The HYSCORE spectra revealed two separate sets of crosspeaks in the (++) quadrant, while no signals were observed in the (+−) quadrant (not shown). One set of peaks around 15 MHz is centered at the Larmor frequency of the ¹H nucleus [ν _n(¹H) = 14.81 MHz at 347.9 mT]. It is assumed that these signals originate from the nonexchangeable β-protons of the Cys ligands of the [4Fe–4S]_H subcluster [37]. As observed for various [4Fe–4S]-containing systems [56, 57], these ¹H nuclear spins exhibit relatively large dipolar hyperfine couplings. Since all ¹H signals are overlapping in the “powder” spectra,² the analysis cannot yield all hyperfine coupling parameters. We expect that EPR and ENDOR studies of single crystals of [FeFe] hydrogenase would be ideal to determine these interactions.

Apart from the ¹H signals, the low-frequency part of the HYSCORE spectra (3–4 MHz) shows another set of crosspeaks. The field dependence of these crosspeaks can be fitted as ¹⁴N nuclear spin interactions. According to our experience, crosspeaks of ΔM _I  = 2 transitions can be more pronounced in HYSCORE spectra than ΔM _I  = 1 transitions, depending on the magnitude of the quadrupole and the hyperfine interactions. Therefore, the peaks around 3.5 MHz are assigned to double quantum transitions of a ¹⁴N nuclear spin. The shallow peak at about 1.7 MHz in Fig. 2c might represent a single quantum transition. The low-frequency region of the HYSCORE spectra, taken at the g ₂ and g ₁ positions, is shown in Fig. 2b and c.

The simulation of these spectra (Fig. 2d, e) yields the hyperfine and quadrupole parameters summarized in Table 1. Remarkably, the weak crosspeaks at 1.7 MHz could also be reproduced (Fig. 2e).
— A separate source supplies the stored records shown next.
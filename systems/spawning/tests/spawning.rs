use std::time::Duration;

use castle_defence_core::{Command, Event, Rules, WaveNumber, WaveStatus};
use castle_defence_system_spawning::{Config, Phase, Spawning};
use castle_defence_world::{self as world, query, World};
use rand::SeedableRng;
use rand_chacha::ChaCha8Rng;

fn elapsed(millis: u64) -> [Event; 1] {
    [Event::TimeAdvanced {
        dt: Duration::from_millis(millis),
    }]
}

fn in_progress(wave: u32, alive: u32) -> WaveStatus {
    WaveStatus {
        wave: WaveNumber::new(wave),
        alive,
        in_progress: true,
    }
}

#[test]
fn first_wave_opens_after_intermission() {
    let mut spawning = Spawning::new(Config::from_rules(&Rules::default()));
    let mut rng = ChaCha8Rng::seed_from_u64(1);
    let mut commands = Vec::new();

    spawning.handle(&elapsed(2_900), WaveStatus::default(), &mut rng, &mut commands);
    assert!(commands.is_empty(), "countdown still running");
    assert_eq!(
        spawning.next_wave_in(WaveStatus::default()),
        Some(Duration::from_millis(100))
    );

    spawning.handle(&elapsed(100), WaveStatus::default(), &mut rng, &mut commands);
    assert_eq!(
        commands,
        vec![Command::BeginWave {
            wave: WaveNumber::new(1),
            units: 3,
        }]
    );
    assert_eq!(spawning.pending(), 3);
    assert_eq!(
        spawning.phase(),
        Phase::Spawning {
            accumulator: Duration::ZERO
        }
    );
}

#[test]
fn releases_units_at_fixed_cadence() {
    let mut spawning = Spawning::new(Config::from_rules(&Rules::default()));
    let mut rng = ChaCha8Rng::seed_from_u64(2);
    let mut commands = Vec::new();
    spawning.handle(&elapsed(3_000), WaveStatus::default(), &mut rng, &mut commands);
    commands.clear();

    spawning.handle(&elapsed(400), in_progress(1, 3), &mut rng, &mut commands);
    assert!(commands.is_empty(), "no release before a full interval");

    spawning.handle(&elapsed(100), in_progress(1, 3), &mut rng, &mut commands);
    assert_eq!(commands.len(), 1);

    spawning.handle(&elapsed(5_000), in_progress(1, 3), &mut rng, &mut commands);
    assert_eq!(commands.len(), 3, "release stops at the wave size");

    for command in &commands {
        match command {
            Command::SpawnUnit { wave, row } => {
                assert_eq!(*wave, WaveNumber::new(1));
                assert!(*row < 5);
            }
            other => panic!("unexpected command emitted: {other:?}"),
        }
    }
    assert_eq!(spawning.pending(), 0);
}

#[test]
fn wave_closes_only_after_every_unit_resolved() {
    let mut spawning = Spawning::new(Config::from_rules(&Rules::default()));
    let mut rng = ChaCha8Rng::seed_from_u64(3);
    let mut commands = Vec::new();
    spawning.handle(&elapsed(3_000), WaveStatus::default(), &mut rng, &mut commands);
    spawning.handle(&elapsed(1_500), in_progress(1, 3), &mut rng, &mut commands);
    commands.clear();

    spawning.settle(in_progress(1, 2), &mut commands);
    assert!(commands.is_empty(), "units still alive");

    spawning.settle(in_progress(1, 0), &mut commands);
    assert_eq!(
        commands,
        vec![Command::EndWave {
            wave: WaveNumber::new(1)
        }]
    );
    assert_eq!(
        spawning.phase(),
        Phase::Idle {
            countdown: Duration::from_secs(3)
        }
    );
}

#[test]
fn no_wave_opens_past_the_final_wave() {
    let mut spawning = Spawning::new(Config::from_rules(&Rules::default()));
    let mut rng = ChaCha8Rng::seed_from_u64(4);
    let mut commands = Vec::new();
    let finished = WaveStatus {
        wave: WaveNumber::new(5),
        alive: 0,
        in_progress: false,
    };

    spawning.handle(&elapsed(60_000), finished, &mut rng, &mut commands);

    assert!(commands.is_empty());
    assert_eq!(spawning.next_wave_in(finished), None);
}

#[test]
fn wave_sizes_grow_by_three_per_wave() {
    let rules = Rules::default();
    let mut world = World::new(rules.clone(), &mut ChaCha8Rng::seed_from_u64(5)).expect("world");
    let mut spawning = Spawning::new(Config::from_rules(&rules));
    let mut rng = ChaCha8Rng::seed_from_u64(6);
    let mut opened = Vec::new();

    for _ in 0..5 {
        let released = run_wave(&mut world, &mut spawning, &mut rng, &mut opened);
        let wave = query::wave_status(&world).wave;
        assert_eq!(released, 3 * wave.get());
    }

    assert_eq!(
        opened,
        (1..=5).map(|wave| (wave, 3 * wave)).collect::<Vec<_>>()
    );
}

#[test]
fn deterministic_replay_produces_identical_rows() {
    let first = replay(0x4d59_5df4_d0f3_3173);
    let second = replay(0x4d59_5df4_d0f3_3173);

    assert_eq!(first, second, "replay diverged between runs");
    assert_eq!(first.len(), 3);
}

fn replay(seed: u64) -> Vec<Command> {
    let mut spawning = Spawning::new(Config::from_rules(&Rules::default()));
    let mut rng = ChaCha8Rng::seed_from_u64(seed);
    let mut commands = Vec::new();
    spawning.handle(&elapsed(3_000), WaveStatus::default(), &mut rng, &mut commands);
    commands.clear();
    spawning.handle(&elapsed(1_500), in_progress(1, 3), &mut rng, &mut commands);
    commands
}

/// Drives one wave to completion, clicking every unit as soon as it spawns.
fn run_wave(
    world: &mut World,
    spawning: &mut Spawning,
    rng: &mut ChaCha8Rng,
    opened: &mut Vec<(u32, u32)>,
) -> u32 {
    let mut released = 0;

    for _ in 0..1_000 {
        let mut events = Vec::new();
        world::apply(
            world,
            Command::Tick {
                dt: Duration::from_millis(100),
            },
            &mut events,
        );

        let mut commands = Vec::new();
        spawning.handle(&events, query::wave_status(world), rng, &mut commands);

        let mut generated = Vec::new();
        for command in commands {
            world::apply(world, command, &mut generated);
        }

        for event in &generated {
            match event {
                Event::WaveStarted { wave, units } => opened.push((wave.get(), *units)),
                Event::UnitSpawned { unit, .. } => {
                    released += 1;
                    let position = query::unit(world, *unit)
                        .map(|unit| unit.position())
                        .expect("spawned unit is live");
                    let mut clicked = Vec::new();
                    world::apply(world, Command::Click { position }, &mut clicked);
                    assert!(matches!(clicked.as_slice(), [Event::UnitEliminated { .. }]));
                }
                Event::WaveCleared { .. } => return released,
                _ => {}
            }
        }
    }

    panic!("wave never cleared");
}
Table 1 Parameters of the hyperfine and quadrupole coupling of the ¹⁴N nucleus, from the analysis of hyperfine sublevel correlation spectroscopy spectra (HYSCORE)
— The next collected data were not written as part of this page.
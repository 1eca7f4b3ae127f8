#![deny(
    unsafe_code,
    missing_docs,
    dead_code,
    unused_results,
    non_snake_case,
    unreachable_pub
)]

//! Shared rendering contracts for Castle Defence adapters.

use anyhow::Result as AnyResult;
use castle_defence_core::{
    CellKind, GridView, Outcome, SessionSnapshot, UnitId, UnitView, WaveNumber,
};
use glam::Vec2;
use std::{error::Error, fmt, time::Duration};

/// RGBA color used when presenting frames.
#[derive(Clone, Copy, Debug, PartialEq)]
pub struct Color {
    /// Red channel intensity in the range 0.0..=1.0.
    pub red: f32,
    /// Green channel intensity in the range 0.0..=1.0.
    pub green: f32,
    /// Blue channel intensity in the range 0.0..=1.0.
    pub blue: f32,
    /// Alpha channel intensity in the range 0.0..=1.0.
    pub alpha: f32,
}

impl Color {
    /// Creates an opaque color from byte RGB values.
    #[must_use]
    pub const fn from_rgb_u8(red: u8, green: u8, blue: u8) -> Self {
        Self {
            red: red as f32 / 255.0,
            green: green as f32 / 255.0,
            blue: blue as f32 / 255.0,
            alpha: 1.0,
        }
    }
}

/// Colors and proportions used to turn snapshots into a scene.
#[derive(Clone, Copy, Debug, PartialEq)]
pub struct Palette {
    /// Fill of goal cells.
    pub goal: Color,
    /// Fill of obstacle blocks.
    pub obstacle: Color,
    /// Fill of unit discs.
    pub unit: Color,
    /// Outline drawn around every cell.
    pub grid_line: Color,
    /// Background of the status panel.
    pub panel: Color,
    obstacle_scale: f32,
}

impl Palette {
    /// Obstacle blocks cover this share of a cell edge unless overridden.
    pub const DEFAULT_OBSTACLE_SCALE: f32 = 0.8;

    /// Returns a palette whose obstacle blocks cover `scale` of a cell edge.
    ///
    /// Returns an error unless `scale` lies in `(0.0, 1.0]`.
    pub fn with_obstacle_scale(mut self, scale: f32) -> Result<Self, RenderingError> {
        if !(scale > 0.0 && scale <= 1.0) {
            return Err(RenderingError::InvalidObstacleScale { scale });
        }
        self.obstacle_scale = scale;
        Ok(self)
    }

    /// Share of a cell edge covered by an obstacle block.
    #[must_use]
    pub const fn obstacle_scale(&self) -> f32 {
        self.obstacle_scale
    }
}

impl Default for Palette {
    fn default() -> Self {
        Self {
            goal: Color::from_rgb_u8(230, 41, 55),
            obstacle: Color::from_rgb_u8(127, 106, 79),
            unit: Color::from_rgb_u8(0, 121, 241),
            grid_line: Color::from_rgb_u8(0, 0, 0),
            panel: Color::from_rgb_u8(200, 200, 200),
            obstacle_scale: Self::DEFAULT_OBSTACLE_SCALE,
        }
    }
}

/// Input snapshot gathered by adapters before updating the scene.
#[derive(Clone, Copy, Debug, PartialEq, Default)]
pub struct FrameInput {
    /// Pointer position in world units when the primary button fired this frame.
    pub click: Option<Vec2>,
}

/// Filled block drawn inside a single grid cell.
#[derive(Clone, Copy, Debug, PartialEq)]
pub struct CellPresentation {
    /// Zero-based column of the cell.
    pub column: u32,
    /// Zero-based row of the cell.
    pub row: u32,
    /// Terrain kind the block represents.
    pub kind: CellKind,
    /// Top-left corner of the block in world units.
    pub origin: Vec2,
    /// Edge length of the block in world units.
    pub size: f32,
    /// Fill color of the block.
    pub color: Color,
}

/// Describes the playfield grid and the blocks drawn on it.
#[derive(Clone, Debug, PartialEq)]
pub struct GridPresentation {
    /// Number of columns contained in the grid.
    pub columns: u32,
    /// Number of rows contained in the grid.
    pub rows: u32,
    /// Side length of a single cell expressed in world units.
    pub cell_length: f32,
    /// Color used when outlining cells.
    pub line_color: Color,
    /// Goal and obstacle blocks; empty cells are omitted.
    pub cells: Vec<CellPresentation>,
}

impl GridPresentation {
    /// Builds the grid description from a read-only grid view.
    #[must_use]
    pub fn from_view(view: GridView<'_>, palette: &Palette) -> Self {
        let (columns, rows) = view.dimensions();
        let cell_length = view.cell_length();
        let cells = view
            .iter()
            .filter_map(|(cell, kind)| {
                let corner = Vec2::new(
                    cell.column() as f32 * cell_length,
                    cell.row() as f32 * cell_length,
                );
                let (size, color) = match kind {
                    CellKind::Empty => return None,
                    CellKind::Goal => (cell_length, palette.goal),
                    CellKind::Obstacle => {
                        (cell_length * palette.obstacle_scale(), palette.obstacle)
                    }
                };
                let inset = (cell_length - size) * 0.5;
                Some(CellPresentation {
                    column: cell.column(),
                    row: cell.row(),
                    kind,
                    origin: corner + Vec2::splat(inset),
                    size,
                    color,
                })
            })
            .collect();

        Self {
            columns,
            rows,
            cell_length,
            line_color: palette.grid_line,
            cells,
        }
    }

    /// Calculates the total width of the grid.
    #[must_use]
    pub fn width(&self) -> f32 {
        self.columns as f32 * self.cell_length
    }

    /// Calculates the total height of the grid.
    #[must_use]
    pub fn height(&self) -> f32 {
        self.rows as f32 * self.cell_length
    }
}

/// Unit rendered as a filled disc.
#[derive(Clone, Copy, Debug, PartialEq)]
pub struct UnitPresentation {
    /// Identifier of the pool slot backing the unit.
    pub id: UnitId,
    /// Disc center in world units.
    pub position: Vec2,
    /// Disc radius in world units.
    pub radius: f32,
    /// Fill color of the disc.
    pub color: Color,
}

/// Status panel contents.
#[derive(Clone, Copy, Debug, PartialEq)]
pub struct HudPresentation {
    /// Remaining structure health.
    pub structure_health: i32,
    /// Structure health at session start.
    pub max_structure_health: i32,
    /// Most recently opened wave.
    pub wave: WaveNumber,
    /// Last wave of the session.
    pub final_wave: WaveNumber,
    /// Accumulated score.
    pub score: u32,
    /// Countdown to the next wave while one is still to come.
    pub next_wave_in: Option<Duration>,
    /// Terminal result, once reached.
    pub outcome: Option<Outcome>,
    /// Background of the panel.
    pub background: Color,
}

impl HudPresentation {
    /// Width of the panel drawn beside the grid, in world units.
    pub const PANEL_WIDTH: f32 = 250.0;

    /// Builds the panel contents from a session snapshot.
    #[must_use]
    pub fn from_snapshot(snapshot: &SessionSnapshot, palette: &Palette) -> Self {
        Self {
            structure_health: snapshot.structure_health,
            max_structure_health: snapshot.max_structure_health,
            wave: snapshot.wave,
            final_wave: snapshot.final_wave,
            score: snapshot.score,
            next_wave_in: snapshot.next_wave_in,
            outcome: snapshot.outcome,
            background: palette.panel,
        }
    }

    /// Text lines shown in the panel, top to bottom.
    #[must_use]
    pub fn lines(&self) -> Vec<String> {
        let mut lines = vec![
            "CASTLE DEFENCE".to_owned(),
            format!("Wave: {}/{}", self.wave.get(), self.final_wave.get()),
            format!(
                "Castle Health: {}/{}",
                self.structure_health, self.max_structure_health
            ),
            format!("Score: {}", self.score),
        ];
        if let Some(countdown) = self.next_wave_in {
            lines.push(format!("Next wave in: {:.1}", countdown.as_secs_f32()));
        }
        lines
    }

    /// Banner announcing the terminal result, if any.
    #[must_use]
    pub fn banner(&self) -> Option<String> {
        self.outcome.map(|outcome| match outcome {
            Outcome::Defeat => "GAME OVER".to_owned(),
            Outcome::Victory { score } => format!("YOU WIN! Final Score: {score}"),
        })
    }
}

/// Scene description combining the grid, units and status panel.
#[derive(Clone, Debug, PartialEq)]
pub struct Scene {
    /// Playfield grid with its goal and obstacle blocks.
    pub grid: GridPresentation,
    /// Units currently visible on the grid.
    pub units: Vec<UnitPresentation>,
    /// Status panel drawn beside the grid.
    pub hud: HudPresentation,
    palette: Palette,
}

impl Scene {
    /// Builds a scene from the session's read-only views.
    #[must_use]
    pub fn from_snapshots(
        grid: GridView<'_>,
        units: &UnitView,
        snapshot: &SessionSnapshot,
        palette: Palette,
    ) -> Self {
        Self {
            grid: GridPresentation::from_view(grid, &palette),
            units: unit_presentations(units, &palette),
            hud: HudPresentation::from_snapshot(snapshot, &palette),
            palette,
        }
    }

    /// Replaces the dynamic parts of the scene with fresh snapshots.
    ///
    /// The grid is left untouched; call [`Scene::rebuild_grid`] after a restart.
    pub fn refresh(&mut self, units: &UnitView, snapshot: &SessionSnapshot) {
        self.units = unit_presentations(units, &self.palette);
        self.hud = HudPresentation::from_snapshot(snapshot, &self.palette);
    }

    /// Rebuilds the grid blocks from a new grid view.
    pub fn rebuild_grid(&mut self, grid: GridView<'_>) {
        self.grid = GridPresentation::from_view(grid, &self.palette);
    }

    /// Width of the entire scene including the status panel.
    #[must_use]
    pub fn total_width(&self) -> f32 {
        self.grid.width() + HudPresentation::PANEL_WIDTH
    }
}

fn unit_presentations(units: &UnitView, palette: &Palette) -> Vec<UnitPresentation> {
    units
        .iter()
        .map(|unit| UnitPresentation {
            id: unit.id,
            position: unit.position,
            radius: unit.radius,
            color: palette.unit,
        })
        .collect()
}

/// Presentation descriptor consumed by rendering backends.
#[derive(Clone, Debug, PartialEq)]
pub struct Presentation {
    /// Title used by the created window.
    pub window_title: String,
    /// Solid color used to clear each frame.
    pub clear_color: Color,
    /// Scene content that should be displayed.
    pub scene: Scene,
}

impl Presentation {
    /// Constructs a new presentation descriptor.
    #[must_use]
    pub fn new<T>(window_title: T, clear_color: Color, scene: Scene) -> Self
    where
        T: Into<String>,
    {
        Self {
            window_title: window_title.into(),
            clear_color,
            scene,
        }
    }
}

/// Rendering backend capable of presenting Castle Defence scenes.
pub trait RenderingBackend {
    /// Runs the rendering backend until it is requested to exit.
    ///
    /// The provided `update_scene` closure receives the simulated frame delta,
    /// per-frame input captured by the adapter, and may mutate the scene before
    /// it is rendered, allowing adapters to animate world snapshots
    /// deterministically.
    fn run<F>(self, presentation: Presentation, update_scene: F) -> AnyResult<()>
    where
        F: FnMut(Duration, FrameInput, &mut Scene) + 'static;
}

/// Errors that can occur when constructing rendering descriptors.
#[derive(Debug, PartialEq)]
pub enum RenderingError {
    /// Obstacle blocks must cover a positive share of at most one cell.
    InvalidObstacleScale {
        /// Provided scale that failed validation.
        scale: f32,
    },
}

impl fmt::Display for RenderingError {
    fn fmt(&self, f: &mut fmt::Formatter<'_>) -> fmt::Result {
        match self {
            Self::InvalidObstacleScale { scale } => {
                write!(
                    f,
                    "obstacle scale must lie in (0, 1] (received {scale})"
                )
            }
        }
    }
}

impl Error for RenderingError {}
It was anticipated that the nitrogens from two CN⁻ ligands would contribute to the HYSCORE spectrum; however, only one interacting ¹⁴N nucleus was sufficient to simulate the experimental data (Fig. 2d, e). This indicates a localization of the unpaired spin density on one of the iron atoms. Thus, strongly different hyperfine couplings for the two nitrogen nuclei of the CN⁻ ligands are expected. If the observed ¹⁴N signals are from the nucleus with the largest hyperfine coupling, then the other ¹⁴N hyperfine coupling might be too small to be observed. On the other hand, since these crosspeaks are not well resolved, a contribution from two ¹⁴N nuclear spins cannot be completely excluded. Remarkably, the magnitude of the quadrupole coupling is somewhat smaller than is usually found for CN⁻ ligands (0.9–1.5 MHz) [58, 59]. According to the analysis of the X-ray crystallographic structure, a hydrogen bond from the closest amino acid to the nitrogen of the CN⁻ ligand may be formed [23, 24]. In the DdH X-ray crystallographic structure (Protein Data Bank ID 1HFE) they are Ile204, Lys237, and Ala109. Hydrogen bonding to CN⁻ is expected to decrease the magnitude of the quadrupole coupling.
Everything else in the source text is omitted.